[Collected data]
* * *

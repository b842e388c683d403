//! The exchange: the only agent permitted to mutate the order book.
//!
//! Receives order messages, validates them, drives the book, and produces
//! the response protocol: ACCEPTED / EXECUTED / CANCELLED / REJECTED back to
//! participants, TRADE and MARKET_DATA onto the event bus, and a depth
//! snapshot broadcast after every book mutation.

use std::sync::{Arc, Mutex, MutexGuard};

use serde::{Deserialize, Serialize};
use tracing::{info, warn};

use crate::agents::Agent;
use crate::events::SimEvent;
use crate::messages::{
    AgentId, CancelOrderPayload, LimitOrderPayload, MarketDataPayload, MarketOrderPayload,
    Message, MessagePayload, MessageType, ModifyOrderPayload, OrderAcceptedPayload,
    OrderCancelledPayload, OrderExecutedPayload, OrderRejectedPayload, SimulatorApi, TradeRole,
};
use crate::order_book::{Execution, L2Snapshot, LimitOrder, OrderBook};

#[derive(Debug, Clone, Serialize, Deserialize)]
pub struct ExchangeConfig {
    #[serde(default = "default_symbol")]
    pub symbol: String,
    /// Depth of the market-data snapshots broadcast after mutations.
    #[serde(default = "default_md_depth")]
    pub md_depth: usize,
    /// Publish market data only when the snapshot changed since the last
    /// publication.
    #[serde(default)]
    pub publish_on_net_change_only: bool,
    /// Extra delay applied to every exchange outbound send, milliseconds.
    #[serde(default)]
    pub pipeline_delay_ms: u64,
}

fn default_symbol() -> String {
    "ACME".to_string()
}

fn default_md_depth() -> usize {
    10
}

impl Default for ExchangeConfig {
    fn default() -> Self {
        Self {
            symbol: default_symbol(),
            md_depth: default_md_depth(),
            publish_on_net_change_only: false,
            pipeline_delay_ms: 0,
        }
    }
}

pub struct ExchangeAgent {
    id: AgentId,
    name: String,
    symbol: String,
    book: Arc<Mutex<OrderBook>>,
    md_depth: usize,
    publish_on_net_change_only: bool,
    pipeline_delay_ns: u64,
    last_published: Option<L2Snapshot>,
    trades: u64,
    rejects: u64,
}

impl ExchangeAgent {
    pub fn new(id: AgentId, name: String, config: ExchangeConfig) -> Self {
        let book = Arc::new(Mutex::new(OrderBook::new(config.symbol.clone())));
        Self {
            id,
            name,
            symbol: config.symbol,
            book,
            md_depth: config.md_depth,
            publish_on_net_change_only: config.publish_on_net_change_only,
            pipeline_delay_ns: config.pipeline_delay_ms * 1_000_000,
            last_published: None,
            trades: 0,
            rejects: 0,
        }
    }

    /// Shared handle to the book, for kernel registration and external
    /// snapshot readers. All mutation still happens inside this agent.
    pub fn book_handle(&self) -> Arc<Mutex<OrderBook>> {
        self.book.clone()
    }

    fn book(&self) -> MutexGuard<'_, OrderBook> {
        self.book.lock().expect("book mutex poisoned")
    }

    fn reply(&self, sim: &mut dyn SimulatorApi, to: AgentId, kind: MessageType, payload: MessagePayload) {
        sim.send_delayed(self.id, to, kind, payload, self.pipeline_delay_ns);
    }

    fn reject(
        &mut self,
        sim: &mut dyn SimulatorApi,
        to: AgentId,
        reason: &str,
        ref_type: MessageType,
        reference: MessagePayload,
    ) {
        self.rejects += 1;
        sim.emit_event(SimEvent::OrderRejected {
            ts: sim.now_ns(),
            agent: to,
            reason: reason.to_string(),
            ref_type,
        });
        self.reply(
            sim,
            to,
            MessageType::OrderRejected,
            MessagePayload::OrderRejected(OrderRejectedPayload {
                reason: reason.to_string(),
                ref_type,
                reference: Box::new(reference),
            }),
        );
    }

    /// Send one EXECUTED to each side of every match, with the TRADE bus
    /// event emitted between the two sends.
    fn dispatch_executions(&mut self, sim: &mut dyn SimulatorApi, executions: &[Execution]) {
        for e in executions {
            self.reply(
                sim,
                e.maker,
                MessageType::OrderExecuted,
                MessagePayload::OrderExecuted(OrderExecutedPayload {
                    symbol: self.symbol.clone(),
                    price: e.price,
                    qty: e.qty,
                    role: TradeRole::Maker,
                    side_for_recipient: e.maker_side,
                    order_id: Some(e.maker_order_id.clone()),
                }),
            );
            sim.emit_event(SimEvent::Trade {
                ts: sim.now_ns(),
                symbol: self.symbol.clone(),
                price: e.price,
                qty: e.qty,
                maker_agent: e.maker,
                taker_agent: e.taker,
                maker_side: e.maker_side,
            });
            self.reply(
                sim,
                e.taker,
                MessageType::OrderExecuted,
                MessagePayload::OrderExecuted(OrderExecutedPayload {
                    symbol: self.symbol.clone(),
                    price: e.price,
                    qty: e.qty,
                    role: TradeRole::Taker,
                    side_for_recipient: e.maker_side.opposite(),
                    order_id: e.taker_order_id.clone(),
                }),
            );
            self.trades += 1;
        }
    }

    /// Broadcast a depth snapshot to every other agent and mirror it on the
    /// bus. Skipped when net-change-only publication is on and nothing
    /// visible changed.
    fn publish_market_data(&mut self, sim: &mut dyn SimulatorApi) {
        let snapshot = self.book().snapshot(self.md_depth);
        if self.publish_on_net_change_only && self.last_published.as_ref() == Some(&snapshot) {
            return;
        }
        sim.emit_event(SimEvent::MarketData {
            ts: sim.now_ns(),
            symbol: self.symbol.clone(),
            snapshot: snapshot.clone(),
        });
        sim.broadcast_delayed(
            self.id,
            MessageType::MarketData,
            MessagePayload::MarketData(MarketDataPayload {
                symbol: self.symbol.clone(),
                snapshot: snapshot.clone(),
            }),
            self.pipeline_delay_ns,
        );
        self.last_published = Some(snapshot);
    }

    fn handle_limit(&mut self, sim: &mut dyn SimulatorApi, from: AgentId, p: &LimitOrderPayload) {
        let reference = MessagePayload::LimitOrder(p.clone());
        if p.symbol != self.symbol {
            return self.reject(sim, from, "Symbol mismatch", MessageType::LimitOrder, reference);
        }
        if p.price == 0 {
            return self.reject(sim, from, "Invalid price", MessageType::LimitOrder, reference);
        }
        if p.qty == 0 {
            return self.reject(sim, from, "Invalid quantity", MessageType::LimitOrder, reference);
        }

        let order = LimitOrder {
            id: p.id.clone(),
            agent: from,
            symbol: self.symbol.clone(),
            side: p.side,
            price: p.price,
            qty: p.qty,
            ts: sim.now_ns(),
        };
        let placed = self.book().place_limit(order);
        match placed {
            Ok(executions) => {
                self.reply(
                    sim,
                    from,
                    MessageType::OrderAccepted,
                    MessagePayload::OrderAccepted(OrderAcceptedPayload {
                        order_id: p.id.clone(),
                        symbol: Some(self.symbol.clone()),
                        side: Some(p.side),
                        price: Some(p.price),
                        qty: Some(p.qty),
                        replaced: false,
                    }),
                );
                self.dispatch_executions(sim, &executions);
                self.publish_market_data(sim);
            }
            Err(e) => self.reject(sim, from, &e.to_string(), MessageType::LimitOrder, reference),
        }
    }

    fn handle_market(&mut self, sim: &mut dyn SimulatorApi, from: AgentId, p: &MarketOrderPayload) {
        let reference = MessagePayload::MarketOrder(p.clone());
        if p.qty == 0 {
            return self.reject(sim, from, "Invalid quantity", MessageType::MarketOrder, reference);
        }

        let fill = self.book().place_market(from, p.side, p.qty);
        if fill.filled == 0 {
            return self.reject(sim, from, "No liquidity", MessageType::MarketOrder, reference);
        }
        self.dispatch_executions(sim, &fill.executions);
        self.publish_market_data(sim);
    }

    fn handle_cancel(&mut self, sim: &mut dyn SimulatorApi, from: AgentId, p: &CancelOrderPayload) {
        let reference = MessagePayload::CancelOrder(p.clone());
        if p.id.is_empty() {
            return self.reject(sim, from, "Missing order id", MessageType::CancelOrder, reference);
        }
        let cancelled = self.book().cancel(&p.id);
        match cancelled {
            Ok(order) => {
                self.reply(
                    sim,
                    from,
                    MessageType::OrderCancelled,
                    MessagePayload::OrderCancelled(OrderCancelledPayload {
                        order_id: order.id,
                        side: order.side,
                        price: order.price,
                        qty: order.qty,
                    }),
                );
                self.publish_market_data(sim);
            }
            Err(e) => self.reject(sim, from, &e.to_string(), MessageType::CancelOrder, reference),
        }
    }

    fn handle_modify(&mut self, sim: &mut dyn SimulatorApi, from: AgentId, p: &ModifyOrderPayload) {
        let reference = MessagePayload::ModifyOrder(p.clone());
        if p.id.is_empty() {
            return self.reject(sim, from, "Missing order id", MessageType::ModifyOrder, reference);
        }
        if p.price == Some(0) {
            return self.reject(sim, from, "Invalid price", MessageType::ModifyOrder, reference);
        }

        let now = sim.now_ns();
        let modified = self.book().modify(&p.id, p.price, p.qty, now);
        match modified {
            Ok((order, executions)) => {
                self.reply(
                    sim,
                    from,
                    MessageType::OrderAccepted,
                    MessagePayload::OrderAccepted(OrderAcceptedPayload {
                        order_id: order.id,
                        symbol: Some(self.symbol.clone()),
                        side: Some(order.side),
                        price: Some(order.price),
                        qty: Some(order.qty),
                        replaced: true,
                    }),
                );
                self.dispatch_executions(sim, &executions);
                self.publish_market_data(sim);
            }
            Err(e) => self.reject(sim, from, &e.to_string(), MessageType::ModifyOrder, reference),
        }
    }

    fn handle_query_spread(&mut self, sim: &mut dyn SimulatorApi, from: AgentId, depth: usize) {
        let snapshot = self.book().snapshot(depth);
        self.reply(
            sim,
            from,
            MessageType::QuerySpread,
            MessagePayload::MarketData(MarketDataPayload {
                symbol: self.symbol.clone(),
                snapshot,
            }),
        );
    }

    fn handle_query_last(&mut self, sim: &mut dyn SimulatorApi, from: AgentId) {
        let last = self.book().last();
        self.reply(
            sim,
            from,
            MessageType::QueryLast,
            MessagePayload::LastPrice {
                symbol: self.symbol.clone(),
                last,
            },
        );
    }
}

impl Agent for ExchangeAgent {
    fn id(&self) -> AgentId {
        self.id
    }

    fn name(&self) -> &str {
        &self.name
    }

    fn on_start(&mut self, _sim: &mut dyn SimulatorApi) {
        info!("[Exchange {}] starting for symbol {}", self.name, self.symbol);
    }

    fn on_stop(&mut self, _sim: &mut dyn SimulatorApi) {
        info!(
            "[Exchange {}] stopping: {} trades, {} rejects, {} resident orders",
            self.name,
            self.trades,
            self.rejects,
            self.book().order_count()
        );
    }

    fn on_message(&mut self, sim: &mut dyn SimulatorApi, msg: &Message) {
        match (&msg.msg_type, &msg.payload) {
            (MessageType::LimitOrder, MessagePayload::LimitOrder(p)) => {
                self.handle_limit(sim, msg.from, p)
            }
            (MessageType::MarketOrder, MessagePayload::MarketOrder(p)) => {
                self.handle_market(sim, msg.from, p)
            }
            (MessageType::CancelOrder, MessagePayload::CancelOrder(p)) => {
                self.handle_cancel(sim, msg.from, p)
            }
            (MessageType::ModifyOrder, MessagePayload::ModifyOrder(p)) => {
                self.handle_modify(sim, msg.from, p)
            }
            (MessageType::QuerySpread, MessagePayload::QuerySpread { depth }) => {
                self.handle_query_spread(sim, msg.from, *depth)
            }
            (MessageType::QueryLast, MessagePayload::QueryLast) => {
                self.handle_query_last(sim, msg.from)
            }
            (MessageType::OracleTick, _) | (MessageType::MarketData, _) => {}
            (kind, _) => {
                warn!(
                    "[Exchange {}] malformed or unexpected {:?} from {}",
                    self.name, kind, msg.from
                );
            }
        }
    }
}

* * *

Problem details - Once you find the string "trades" in a line of the records, copy that line.

Response -
    trades: u64,
            trades: 0,
            self.trades += 1;
            "[Exchange {}] stopping: {} trades, {} rejects, {} resident orders",
            self.trades,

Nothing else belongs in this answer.